L'importanza di (non) essere tragico

 

L'importanza di essere tragico.

Difficile a dirsi e ancora di più a credersi, nonostante noi si continui ad essere devastati da catastrofi e cataclismi d'ogni sorta, la tragedia sembra non abitare più le “cento stanze” della nostra esistenza, «cento stanze» come diceva Annabella a proposito di Gigliola nella Fiaccola sotto il moggio di D'Annunzio, esempio indiscusso di tragedia “alla greca”: «Va per la casa, per le cento stanze, va come ieri andò, come andrà sempre, con quel suo cuore che tanto le pesa…»

E sembrava urlarlo – con quella sua voce sommessa e compressa, tutta orwelliana – uno stralcio di Nineteen-eighty-four: «Si rese conto che il tragico apparteneva ad un tempo remoto, a un tempo in cui ancora esistevano la vita privata, l'amore, l'amicizia… Oggi cose simili non sarebbero potute accadere. Oggi la paura, l'odio e il dolore c'erano ancora ma non esistevano più pene profonde e complesse né la dignità data dall'emozione».

Insomma il lutto si addice ad Elettra ma non a noi. Non ora, non qui.

E il passaggio dal vivere al palcoscenico – in prima istanza quello fatto di sola, unica pietra come il Teatro antico sul Temenite, a Siracusa – è quasi “naturale” e inevitabile. Se la scena contagia noi, noi contagiamo la scena.

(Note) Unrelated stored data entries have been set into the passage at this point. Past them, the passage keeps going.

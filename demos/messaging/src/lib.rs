//! Messaging and AllPattern services served over HTTP.
//!
//! `messaging.v1.rs` and `all_pattern.v1.rs` hold what the compiler plugin
//! renders for the protos below. [`proto_files`] describes those protos so
//! the routes can be generated and served side by side.
use httprule::{
    Field, File, FileRoutes, GenerateError, Generator, GeneratorOptions, HttpRule, Message, Method,
    Route, ScalarKind, Schema, Service,
};

#[path = "./messaging.v1.rs"]
pub mod messaging;

#[path = "./all_pattern.v1.rs"]
pub mod all_pattern;

pub mod service;


const SCALARS: [(&str, ScalarKind); 15] = [
    ("double", ScalarKind::Double),
    ("float", ScalarKind::Float),
    ("int32", ScalarKind::Int32),
    ("int64", ScalarKind::Int64),
    ("uint32", ScalarKind::Uint32),
    ("uint64", ScalarKind::Uint64),
    ("sint32", ScalarKind::Sint32),
    ("sint64", ScalarKind::Sint64),
    ("fixed32", ScalarKind::Fixed32),
    ("fixed64", ScalarKind::Fixed64),
    ("sfixed32", ScalarKind::Sfixed32),
    ("sfixed64", ScalarKind::Sfixed64),
    ("bool", ScalarKind::Bool),
    ("string", ScalarKind::String),
    ("bytes", ScalarKind::Bytes),
];

/// The descriptors of `messaging.proto` and `all_pattern.proto`.
pub fn proto_files() -> (Schema, Vec<File>) {
    let mut schema = Schema::new();

    let sub = ".messaging.v1.SubMessage";
    schema
        .define_message(
            Message::new(sub).with_field(Field::scalar("subfield", 1, ScalarKind::String)),
        )
        .define_message(
            Message::new(".messaging.v1.GetMessageRequest")
                .with_field(Field::scalar("message_id", 1, ScalarKind::String))
                .with_field(Field::scalar("message", 2, ScalarKind::String))
                .with_field(Field::scalar("tags", 3, ScalarKind::String).repeated()),
        )
        .define_message(
            Message::new(".messaging.v1.GetMessageResponse")
                .with_field(Field::scalar("message_id", 1, ScalarKind::String))
                .with_field(Field::scalar("message", 2, ScalarKind::String))
                .with_field(Field::scalar("tags", 3, ScalarKind::String).repeated()),
        );

    for name in ["UpdateMessageRequest", "UpdateMessageResponse"] {
        schema.define_message(
            Message::new(format!(".messaging.v1.{}", name))
                .with_field(Field::scalar("message_id", 1, ScalarKind::String))
                .with_field(Field::message("sub", 2, sub))
                .with_field(Field::scalar("message", 3, ScalarKind::String)),
        );
    }

    for name in ["CreateMessageRequest", "CreateMessageResponse"] {
        let nested = format!(".messaging.v1.{}.Message", name);

        schema
            .define_message(Message::new(nested.as_str()).with_field(Field::message("sub", 1, sub)))
            .define_message(
                Message::new(format!(".messaging.v1.{}", name))
                    .with_field(Field::scalar("message_id", 1, ScalarKind::String))
                    .with_field(Field::message("sub", 2, sub))
                    .with_field(Field::message("msg", 3, nested.as_str()))
                    .with_field(Field::scalar("opt", 4, ScalarKind::String)),
            );
    }

    let singular = SCALARS
        .iter()
        .zip(1..)
        .map(|((name, kind), number)| Field::scalar(*name, number, *kind));
    let repeated = SCALARS
        .iter()
        .zip(16..)
        .map(|((name, kind), number)| {
            Field::scalar(format!("repeated_{}", name), number, *kind).repeated()
        });
    schema.define_message(
        singular
            .chain(repeated)
            .fold(Message::new(".all_pattern.v1.AllPatternMessage"), Message::with_field),
    );

    let messaging = File {
        name: "messaging.proto".to_string(),
        package: "messaging.v1".to_string(),
        services: vec![Service {
            name: "Messaging".to_string(),
            methods: vec![
                Method::unary(
                    "GetMessage",
                    ".messaging.v1.GetMessageRequest",
                    ".messaging.v1.GetMessageResponse",
                )
                .with_rule(HttpRule::Get("/v1/messages/{message_id}".to_string())),
                Method::unary(
                    "UpdateMessage",
                    ".messaging.v1.UpdateMessageRequest",
                    ".messaging.v1.UpdateMessageResponse",
                )
                .with_rule(HttpRule::Put("/v1/messages/{message_id}/{sub.subfield}".to_string())),
                Method::unary(
                    "CreateMessage",
                    ".messaging.v1.CreateMessageRequest",
                    ".messaging.v1.CreateMessageResponse",
                )
                .with_rule(HttpRule::Post(
                    "/v1/messages/{message_id}/{msg.sub.subfield}/{sub.subfield}".to_string(),
                )),
            ],
            documentation: None,
        }],
    };

    let all_pattern = File {
        name: "all_pattern.proto".to_string(),
        package: "all_pattern.v1".to_string(),
        services: vec![Service {
            name: "AllPattern".to_string(),
            methods: vec![Method::unary(
                "AllPattern",
                ".all_pattern.v1.AllPatternMessage",
                ".all_pattern.v1.AllPatternMessage",
            )
            .with_rule(HttpRule::Get("/all/pattern".to_string()))],
            documentation: None,
        }],
    };

    (schema, vec![messaging, all_pattern])
}

/// Generate the routes of [`proto_files`].
pub fn generate_routes(options: GeneratorOptions) -> Result<Vec<FileRoutes>, GenerateError> {
    let (schema, files) = proto_files();

    Generator::new(&schema, options).generate(&files)
}

/// Find a generated route by its `/package.Service/Method` name.
pub fn find_route(files: &[FileRoutes], full_method: &str) -> Option<Route> {
    files
        .iter()
        .flat_map(|file| &file.routes)
        .find(|route| route.full_method == full_method)
        .cloned()
}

E laddove non v'è più tragedia, c'è il dramma borghese. Discretamente ma inesorabilmente esso s'impadronisce di parola, gesto, suono. Via i versi (e con loro prosodia, metrica e tutti i “paramenti sacri” del rito del dire) a favore di una prosa fluida, dall'incedere intimo e quotidiano, via la postura tragica a favore d'una più agile flessibilità e “verità” di corpi. E via le voci – quelle che dirompevano e irrompevano da casse armoniche quasi sovrumane – a favore di timbri “normali”, colloquialissimi, necessariamente soccorse – le voci – da amplificazioni di cui oggi non si può più fare a meno, visto l'aggressivo inquinamento acustico che, al culmine di un'agnizione o d'una catarsi, può riservarti di tutto, dalla house music della vicina concessionaria d'automobili ai clacson martellanti, nella migliore delle ipotesi contrastati dai rintocchi delle campane di chiesa.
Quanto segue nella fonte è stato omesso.